The pond didn't know where to begin with the reptiles and the epic back-flip.

Oh enough of the cheap rhetorical devices, of course the pond was always going to start with nattering "Ned"...

The pond knew from the get go that it was deeply serious, because Ned had embraced brevity ...


Nobody knows what this will bring? Why it will bring an albatross, and the very boards will shrink, and all around much water, and nary a drop to drink ... god save thee ancient Neddy from the fiends that plague thee thus ...

And so to another tortured soul, the man forced to butt up against Milo ... and he too was angry at the Nats...


And even worse, he too was in despair at the rampant socialism now on view ...


Scribbled just like a Milo ... damn you SSM, you ruined everything ...

And look, there were a horde of other voices getting agitated, and the pond simply had no time, in a Walt Whitman sense, to embrace them all...

 

Another cheap rhetorical device.

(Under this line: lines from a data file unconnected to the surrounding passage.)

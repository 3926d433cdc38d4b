use std::collections::BTreeSet;
use std::sync::Arc;

use log::{debug, info, warn};

use crate::error_handling::types::{ConsistencyError, StorageError};
use crate::retention::types::RetentionReport;
use crate::storage::{ArtifactDirectory, ArtifactId, DescriptionStore};

/// Keeps the artifact directory within capacity and the description store
/// in step with it.
///
/// This is the only component that deletes artifacts or records. Deleting a
/// file and deleting its record are not atomic together; instead every pass
/// ends with a sweep that removes each record whose artifact is gone, so a
/// record left behind by a failed rewrite is removed by the next pass.
/// Artifacts without a record are reported but never deleted for that reason.
pub struct RetentionEnforcer {
    artifacts: Arc<ArtifactDirectory>,
    descriptions: Arc<DescriptionStore>,
}

impl RetentionEnforcer {
    pub fn new(artifacts: Arc<ArtifactDirectory>, descriptions: Arc<DescriptionStore>) -> Self {
        Self {
            artifacts,
            descriptions,
        }
    }

    /// Deletes the oldest artifacts beyond `capacity` together with their
    /// records, then sweeps orphan records.
    ///
    /// Calling it again with the directory at or below capacity is a no-op.
    pub fn enforce(&self, capacity: usize) -> Result<RetentionReport, StorageError> {
        let listed = self.artifacts.list()?;
        let excess = listed.len().saturating_sub(capacity);
        let mut report = RetentionReport {
            examined: listed.len(),
            ..Default::default()
        };
        let mut present: BTreeSet<ArtifactId> = listed.iter().cloned().collect();

        if excess > 0 {
            info!(
                "{} artifact(s) over capacity {}, removing the oldest {}",
                listed.len(),
                capacity,
                excess
            );
        }
        for id in listed.iter().take(excess) {
            match self.artifacts.delete(id) {
                Ok(_) => {
                    present.remove(id);
                    report.artifacts_removed.push(id.clone());
                }
                Err(e) => {
                    warn!("Could not remove {}, retrying next pass: {}", id, e);
                    report.failed_removals.push(id.clone());
                }
            }
        }

        self.sweep(&present, &mut report)?;
        report.retained = present.len();
        Ok(report)
    }

    /// Sweeps orphan records without trimming anything.
    pub fn reconcile(&self) -> Result<RetentionReport, StorageError> {
        let present: BTreeSet<ArtifactId> = self.artifacts.list()?.into_iter().collect();
        let mut report = RetentionReport {
            examined: present.len(),
            ..Default::default()
        };
        self.sweep(&present, &mut report)?;
        report.retained = present.len();
        info!(
            "Reconciled {} artifact(s): {} orphan record(s) removed, {} undescribed",
            report.retained,
            report.records_removed,
            report.undescribed().count()
        );
        Ok(report)
    }

    /// Deletes one artifact and its record on request of the control surface.
    ///
    /// Returns false when neither existed.
    pub fn remove(&self, id: &ArtifactId) -> Result<bool, StorageError> {
        let file_removed = self.artifacts.delete(id)?;
        let record_removed = self.descriptions.delete(id)?;
        info!(
            "Removed {} (file: {}, description: {})",
            id, file_removed, record_removed
        );
        Ok(file_removed || record_removed)
    }

    fn sweep(
        &self,
        present: &BTreeSet<ArtifactId>,
        report: &mut RetentionReport,
    ) -> Result<(), StorageError> {
        let keys = self.descriptions.ids()?;

        for id in present.difference(&keys) {
            debug!("Artifact {} has no description", id);
            report
                .findings
                .push(ConsistencyError::UndescribedArtifact(id.clone()));
        }

        // a record is an orphan only when its file is really gone, not when
        // it merely falls outside the configured prefix or extension
        let orphans: BTreeSet<ArtifactId> = keys
            .difference(present)
            .filter(|id| !self.artifacts.path_for(id).is_file())
            .cloned()
            .collect();
        if orphans.is_empty() {
            return Ok(());
        }
        let unexpected: Vec<ConsistencyError> = orphans
            .iter()
            .filter(|id| !report.artifacts_removed.contains(*id))
            .map(|id| {
                warn!("Description record {} has no artifact, removing", id);
                ConsistencyError::OrphanRecord(id.clone())
            })
            .collect();
        report.findings.extend(unexpected);
        report.records_removed = self.descriptions.delete_many(&orphans)?;
        Ok(())
    }
}
//! Capture scheduler
//!
//! Hosts the periodic capture loop of one run. See [`CaptureScheduler`].

pub mod capture_scheduler;
#[cfg(test)]
pub mod integration_tests;
pub mod types;

pub use capture_scheduler::CaptureScheduler;
pub use types::{SkipReason, TickOutcome};
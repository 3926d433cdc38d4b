use std::sync::{Mutex, PoisonError};

use chrono::{Duration, NaiveDateTime, Utc};

/// Source of capture timestamps, in UTC.
///
/// Identifiers sort by these timestamps, so they must not jump back when
/// local time does.
pub trait Clock: Send + Sync {
    fn now(&self) -> NaiveDateTime;
}

pub struct SystemClock;

impl Clock for SystemClock {
    fn now(&self) -> NaiveDateTime {
        Utc::now().naive_utc()
    }
}

/// Deterministic clock: returns `start`, then advances by `step` on every reading.
pub struct SteppingClock {
    next: Mutex<NaiveDateTime>,
    step: Duration,
}

impl SteppingClock {
    pub fn new(start: NaiveDateTime, step: Duration) -> Self {
        Self {
            next: Mutex::new(start),
            step,
        }
    }
}

impl Clock for SteppingClock {
    fn now(&self) -> NaiveDateTime {
        let mut next = self.next.lock().unwrap_or_else(PoisonError::into_inner);
        let current = *next;
        *next = current + self.step;
        current
    }
}
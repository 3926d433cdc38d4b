use std::io::Write;
use std::time::Duration;

use async_trait::async_trait;
use log::{debug, error};

use super::command::{run_command, CommandFailure};
use super::types::CapturedImage;
use crate::error_handling::types::OcrError;

/// Turns an image into raw text.
#[async_trait]
pub trait OcrEngine: Send + Sync {
    async fn extract_text(&self, image: &CapturedImage) -> Result<String, OcrError>;
}

/// Folds OCR output onto a single line: line breaks become spaces and the
/// result is trimmed.
pub fn normalize_text(raw: &str) -> String {
    raw.replace("\r\n", " ")
        .replace(['\n', '\r'], " ")
        .trim()
        .to_string()
}

/// Runs an external OCR tool on a temp copy of the image and returns its
/// stdout, `["tesseract", "{path}", "stdout"]` by default.
pub struct CommandOcr {
    command: Vec<String>,
    timeout: Duration,
}

impl CommandOcr {
    pub fn new(command: Vec<String>, timeout: Duration) -> Self {
        Self { command, timeout }
    }
}

#[async_trait]
impl OcrEngine for CommandOcr {
    async fn extract_text(&self, image: &CapturedImage) -> Result<String, OcrError> {
        let mut input = tempfile::Builder::new()
            .prefix("recall-ocr-")
            .suffix(&format!(".{}", image.extension))
            .tempfile()
            .map_err(|e| {
                error!("Failed to create OCR input: {}", e);
                OcrError::IoError(e)
            })?;
        input.write_all(&image.bytes)?;
        input.flush()?;

        let stdout = run_command(&self.command, input.path(), self.timeout)
            .await
            .map_err(|failure| match failure {
                CommandFailure::Spawn(e) => OcrError::IoError(e),
                CommandFailure::TimedOut => OcrError::Timeout(self.timeout.as_secs()),
                CommandFailure::Status(msg) => OcrError::CommandFailed(msg),
            })?;

        let text = String::from_utf8(stdout).map_err(|e| OcrError::InvalidOutput(e.to_string()))?;
        debug!("OCR extracted {} char(s)", text.chars().count());
        Ok(text)
    }
}
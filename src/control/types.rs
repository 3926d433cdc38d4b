use std::fmt;

use serde::{Deserialize, Serialize};
use uuid::Uuid;

/// Persisted run flag and retention bound.
///
/// Field aliases accept the `settings.json` layout written by earlier
/// versions (`is_running`, `max_snapshots`); unknown fields are ignored.
#[derive(Debug, Clone, Copy, PartialEq, Eq, Serialize, Deserialize)]
pub struct ControlState {
    #[serde(alias = "is_running")]
    pub running: bool,
    #[serde(alias = "max_snapshots")]
    pub capacity: usize,
    /// Run that currently holds the flag. Absent while stopped.
    #[serde(default, skip_serializing_if = "Option::is_none")]
    pub owner: Option<RunOwner>,
}

/// Which run, in which process, set `running`.
#[derive(Debug, Clone, Copy, PartialEq, Eq, Serialize, Deserialize)]
pub struct RunOwner {
    pub run: RunEpoch,
    pub pid: u32,
}

/// Identifies one start of the capture loop, across every process sharing
/// the data directory.
///
/// A loop keeps running only while the durable flag is set *and* the owner
/// on disk carries its epoch, so a loop that outlives a stop/start pair exits
/// instead of running alongside its successor.
#[derive(Debug, Clone, Copy, PartialEq, Eq, Hash, Serialize, Deserialize)]
#[serde(transparent)]
pub struct RunEpoch(pub(crate) Uuid);

impl RunEpoch {
    pub(crate) fn generate() -> Self {
        Self(Uuid::new_v4())
    }
}

impl fmt::Display for RunEpoch {
    fn fmt(&self, f: &mut fmt::Formatter<'_>) -> fmt::Result {
        write!(f, "{}", self.0.simple())
    }
}
use serde::Serialize;
use std::path::PathBuf;

use crate::storage::types::ArtifactId;

#[derive(Debug, Clone, Copy, PartialEq, Eq, Serialize)]
pub struct Status {
    pub running: bool,
    pub capacity: usize,
    /// Artifacts currently retained
    pub count: usize,
}

/// One artifact as shown on the timeline.
#[derive(Debug, Clone, PartialEq, Eq, Serialize)]
pub struct TimelineEntry {
    pub id: ArtifactId,
    /// Local time, e.g. `Friday, March 01, 2024 • 09:00:00`
    pub captured_at: String,
    /// `None` when the artifact has no record yet
    pub description: Option<String>,
}

/// Bytes of one artifact, for rendering.
#[derive(Debug, Clone)]
pub struct ArtifactImage {
    pub id: ArtifactId,
    pub path: PathBuf,
    pub bytes: Vec<u8>,
}
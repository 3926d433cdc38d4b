use serde::Deserialize;

/// `[capture]` section: how and how often the screen is captured.
#[derive(Debug, PartialEq, Clone, Deserialize)]
#[serde(default, deny_unknown_fields)]
pub struct CaptureConfig {
    /// Seconds slept between two ticks of the capture loop
    pub interval_secs: u64,
    /// Leading segment of every artifact filename
    pub prefix: String,
    /// Image file extension, without the dot
    pub extension: String,
    /// Screenshot command; `{path}` is replaced by the file to write
    pub command: Vec<String>,
    pub timeout_secs: u64,
}

impl Default for CaptureConfig {
    fn default() -> Self {
        Self {
            interval_secs: 10,
            prefix: String::from("snapshot"),
            extension: String::from("png"),
            command: vec![
                String::from("scrot"),
                String::from("--overwrite"),
                String::from("{path}"),
            ],
            timeout_secs: 30,
        }
    }
}

/// `[ocr]` section
#[derive(Debug, PartialEq, Clone, Deserialize)]
#[serde(default, deny_unknown_fields)]
pub struct OcrConfig {
    /// OCR command; `{path}` is replaced by the image, text is read from stdout
    pub command: Vec<String>,
    pub timeout_secs: u64,
}

impl Default for OcrConfig {
    fn default() -> Self {
        Self {
            command: vec![
                String::from("tesseract"),
                String::from("{path}"),
                String::from("stdout"),
            ],
            timeout_secs: 30,
        }
    }
}

/// `[retention]` section
#[derive(Debug, PartialEq, Clone, Deserialize)]
#[serde(default, deny_unknown_fields)]
pub struct RetentionConfig {
    /// Capacity written to a freshly created control state
    pub default_capacity: usize,
    /// Upper bound accepted by `set-capacity`
    pub max_capacity: usize,
}

impl Default for RetentionConfig {
    fn default() -> Self {
        Self {
            default_capacity: 100,
            max_capacity: 1000,
        }
    }
}

/// `[web]` section
#[derive(Debug, PartialEq, Clone, Deserialize)]
#[serde(default, deny_unknown_fields)]
pub struct WebConfig {
    pub bind_address: String,
    pub port: u16,
}

impl Default for WebConfig {
    fn default() -> Self {
        Self {
            bind_address: String::from("127.0.0.1"),
            port: 8501,
        }
    }
}
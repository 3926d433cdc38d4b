pub mod configuration;
pub mod control;
pub mod controller;
pub mod data_capture;
pub mod error_handling;
pub mod retention;
pub mod scheduler;
pub mod storage;
pub mod web_interface;

pub use controller::Controller;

Of course the pond has the time when there's a hook like that ...


If there's one thing the pond enjoys above all, it's a complete absence of jokes ...



But wait, not satisfied with that set of steak knives, there's more, because the cawing Crowe also wanted to imitate a raven and stand above the door, croaking "nevermore", such that the reptiles decided his splash needed an urgent upgrade from offering a whiff of time to a smell of "Brutal truth" ...

  

Yes, it was even more doom, even more fear and loathing, even more sense that Manly and Collingwood supporters had picked the wrong captain and it was going to be a dismal year ...



Comrade Bill struck by lightning? Is that the best hope the gnomic bird can offer from his Delphic oracle ...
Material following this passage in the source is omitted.